> **Task brief**
Read the entries below and pull out each line with the string "elapsed".

(Saved data entries)
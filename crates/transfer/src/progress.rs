//! Progress reporting derived from [`TransferEvent`]s.

use std::collections::VecDeque;
use std::sync::{Mutex, RwLock};
use std::time::{Duration, Instant};

use tokio::sync::mpsc;

use crate::types::TransferEvent;

/// Callback invoked whenever the committed offset moves.
pub type ProgressCallback = Box<dyn Fn(&TransferProgress) + Send + Sync>;

/// Snapshot of one transfer's progress.
#[derive(Debug, Clone, PartialEq)]
pub struct TransferProgress {
    pub committed: u64,
    pub total: u64,
    /// Failed attempts seen so far.
    pub retries: u32,
    pub bytes_per_second: f64,
    pub eta: Option<Duration>,
}

impl TransferProgress {
    /// Fraction committed, in `[0.0, 1.0]`. An empty payload counts as done.
    pub fn fraction(&self) -> f64 {
        if self.total == 0 {
            return 1.0;
        }
        (self.committed as f64 / self.total as f64).min(1.0)
    }

    pub fn percent(&self) -> f64 {
        self.fraction() * 100.0
    }
}

/// Folds the driver's event stream into a running [`TransferProgress`].
pub struct ProgressTracker {
    inner: RwLock<TrackerInner>,
    speed: SpeedCalculator,
}

struct TrackerInner {
    callbacks: Vec<ProgressCallback>,
    total: u64,
    committed: u64,
    retries: u32,
}

impl ProgressTracker {
    /// Creates a tracker for a payload of `total` bytes.
    pub fn new(total: u64) -> Self {
        Self {
            inner: RwLock::new(TrackerInner {
                callbacks: Vec::new(),
                total,
                committed: 0,
                retries: 0,
            }),
            speed: SpeedCalculator::default(),
        }
    }

    /// Registers a progress callback.
    pub fn on_progress(&self, callback: ProgressCallback) {
        let mut inner = self.inner.write().unwrap_or_else(|e| e.into_inner());
        inner.callbacks.push(callback);
    }

    /// Applies one event. Returns `true` if the event ends the transfer.
    pub fn apply(&self, event: &TransferEvent) -> bool {
        let (moved, terminal) = {
            let mut inner = self.inner.write().unwrap_or_else(|e| e.into_inner());
            match event {
                TransferEvent::ChunkStarted { .. } => (false, false),
                TransferEvent::ChunkCommitted { committed, .. } => {
                    let delta = committed.saturating_sub(inner.committed);
                    inner.committed = inner.committed.max(*committed);
                    self.speed.add_sample(delta);
                    (delta > 0, false)
                }
                TransferEvent::ChunkFailed { .. } => {
                    inner.retries = inner.retries.saturating_add(1);
                    (false, false)
                }
                TransferEvent::Completed { total, .. } => {
                    let delta = total.saturating_sub(inner.committed);
                    inner.committed = *total;
                    self.speed.add_sample(delta);
                    (true, true)
                }
                TransferEvent::Cancelled { .. } | TransferEvent::Failed { .. } => (false, true),
            }
        };

        if moved {
            let progress = self.snapshot();
            let inner = self.inner.read().unwrap_or_else(|e| e.into_inner());
            for cb in &inner.callbacks {
                cb(&progress);
            }
        }
        terminal
    }

    /// Consumes events until the transfer ends or the channel closes.
    pub async fn follow(&self, events: &mut mpsc::Receiver<TransferEvent>) {
        while let Some(event) = events.recv().await {
            if self.apply(&event) {
                break;
            }
        }
    }

    /// Returns the current progress.
    pub fn snapshot(&self) -> TransferProgress {
        let inner = self.inner.read().unwrap_or_else(|e| e.into_inner());
        TransferProgress {
            committed: inner.committed,
            total: inner.total,
            retries: inner.retries,
            bytes_per_second: self.speed.bytes_per_second(),
            eta: self.speed.eta(inner.total.saturating_sub(inner.committed)),
        }
    }
}

// ---------------------------------------------------------------------------
// SpeedCalculator
// ---------------------------------------------------------------------------

const DEFAULT_WINDOW: Duration = Duration::from_secs(5);
const DEFAULT_MAX_SAMPLES: usize = 64;

struct SpeedSample {
    bytes: u64,
    at: Instant,
}

/// Throughput over a sliding window of committed-byte samples.
pub struct SpeedCalculator {
    samples: Mutex<VecDeque<SpeedSample>>,
    window: Duration,
    max_samples: usize,
}

impl Default for SpeedCalculator {
    fn default() -> Self {
        Self::new(DEFAULT_WINDOW, DEFAULT_MAX_SAMPLES)
    }
}

impl SpeedCalculator {
    pub fn new(window: Duration, max_samples: usize) -> Self {
        Self {
            samples: Mutex::new(VecDeque::new()),
            window,
            max_samples: max_samples.max(2),
        }
    }

    /// Records `bytes` committed at the current instant.
    pub fn add_sample(&self, bytes: u64) {
        let now = Instant::now();
        let mut samples = self.samples.lock().unwrap_or_else(|e| e.into_inner());
        samples.push_back(SpeedSample { bytes, at: now });

        if let Some(cutoff) = now.checked_sub(self.window) {
            while samples.front().is_some_and(|s| s.at < cutoff) {
                samples.pop_front();
            }
        }
        while samples.len() > self.max_samples {
            samples.pop_front();
        }
    }

    /// Average bytes/second within the window; 0.0 with fewer than two
    /// samples.
    ///
    /// The oldest sample only marks the start of the window, so its bytes
    /// are not counted.
    pub fn bytes_per_second(&self) -> f64 {
        let samples = self.samples.lock().unwrap_or_else(|e| e.into_inner());
        let (Some(first), Some(last)) = (samples.front(), samples.back()) else {
            return 0.0;
        };
        let elapsed = last.at.duration_since(first.at);
        if samples.len() < 2 || elapsed.is_zero() {
            return 0.0;
        }
        let bytes: u64 = samples.iter().skip(1).map(|s| s.bytes).sum();
        bytes as f64 / elapsed.as_secs_f64()
    }

    /// Time left for `remaining` bytes at the current speed.
    pub fn eta(&self, remaining: u64) -> Option<Duration> {
        let speed = self.bytes_per_second();
        if speed <= 0.0 {
            return None;
        }
        Duration::try_from_secs_f64(remaining as f64 / speed).ok()
    }

    pub fn reset(&self) {
        self.samples
            .lock()
            .unwrap_or_else(|e| e.into_inner())
            .clear();
    }
}

#[cfg(test)]
mod tests {
    use super::*;
    use resumable_protocol::ByteRange;
    use std::sync::Arc;

    fn committed(end: u64, total: u64) -> TransferEvent {
        TransferEvent::ChunkCommitted {
            range: ByteRange::new(0, end, total).unwrap(),
            committed: end,
            confirmed: true,
        }
    }

    #[test]
    fn tracker_folds_events() {
        let tracker = ProgressTracker::new(100);
        assert!(!tracker.apply(&committed(40, 100)));
        assert!(!tracker.apply(&TransferEvent::ChunkFailed {
            range: ByteRange::new(40, 80, 100).unwrap(),
            attempt: 1,
            error: "reset".into(),
            retry_in_ms: 10,
        }));

        let progress = tracker.snapshot();
        assert_eq!(progress.committed, 40);
        assert_eq!(progress.retries, 1);
        assert!((progress.fraction() - 0.4).abs() < f64::EPSILON);

        assert!(tracker.apply(&TransferEvent::Completed {
            total: 100,
            requests: 3,
        }));
        assert_eq!(tracker.snapshot().committed, 100);
    }

    #[test]
    fn tracker_callbacks_fire_on_progress_only() {
        let tracker = ProgressTracker::new(10);
        let seen = Arc::new(Mutex::new(Vec::new()));
        let s = Arc::clone(&seen);
        tracker.on_progress(Box::new(move |p: &TransferProgress| {
            s.lock().unwrap().push(p.committed);
        }));

        tracker.apply(&TransferEvent::ChunkStarted {
            range: ByteRange::new(0, 4, 10).unwrap(),
            attempt: 1,
        });
        tracker.apply(&committed(4, 10));
        tracker.apply(&TransferEvent::Completed {
            total: 10,
            requests: 3,
        });

        assert_eq!(*seen.lock().unwrap(), vec![4, 10]);
    }

    #[test]
    fn tracker_failure_is_terminal() {
        let tracker = ProgressTracker::new(10);
        assert!(tracker.apply(&TransferEvent::Failed {
            committed: 0,
            error: "gave up".into(),
        }));
        assert!(tracker.apply(&TransferEvent::Cancelled { committed: 0 }));
    }

    #[test]
    fn empty_payload_is_complete() {
        let tracker = ProgressTracker::new(0);
        assert_eq!(tracker.snapshot().fraction(), 1.0);
    }

    #[tokio::test]
    async fn follow_stops_at_terminal_event() {
        let (tx, mut rx) = mpsc::channel(8);
        tx.send(committed(5, 10)).await.unwrap();
        tx.send(TransferEvent::Cancelled { committed: 5 })
            .await
            .unwrap();
        tx.send(committed(10, 10)).await.unwrap();

        let tracker = ProgressTracker::new(10);
        tracker.follow(&mut rx).await;

        assert_eq!(tracker.snapshot().committed, 5);
        // The event after the terminal one is left in the channel.
        assert!(rx.try_recv().is_ok());
    }

    #[test]
    fn speed_needs_two_samples() {
        let calc = SpeedCalculator::default();
        assert_eq!(calc.bytes_per_second(), 0.0);
        calc.add_sample(100);
        assert_eq!(calc.bytes_per_second(), 0.0);
        assert!(calc.eta(1000).is_none());
    }

    #[test]
    fn speed_and_eta() {
        let calc = SpeedCalculator::default();
        calc.add_sample(0);
        std::thread::sleep(Duration::from_millis(50));
        calc.add_sample(1000);

        assert!(calc.bytes_per_second() > 0.0);
        assert!(calc.eta(10_000).is_some_and(|eta| eta > Duration::ZERO));

        calc.reset();
        assert_eq!(calc.bytes_per_second(), 0.0);
    }

    #[test]
    fn speed_caps_sample_count() {
        let calc = SpeedCalculator::new(Duration::from_secs(60), 5);
        for i in 0..20 {
            calc.add_sample(i * 10);
        }
        assert_eq!(calc.samples.lock().unwrap().len(), 5);
    }
}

> **Expected answer**
        let elapsed = last.at.duration_since(first.at);
        if samples.len() < 2 || elapsed.is_zero() {
        bytes as f64 / elapsed.as_secs_f64()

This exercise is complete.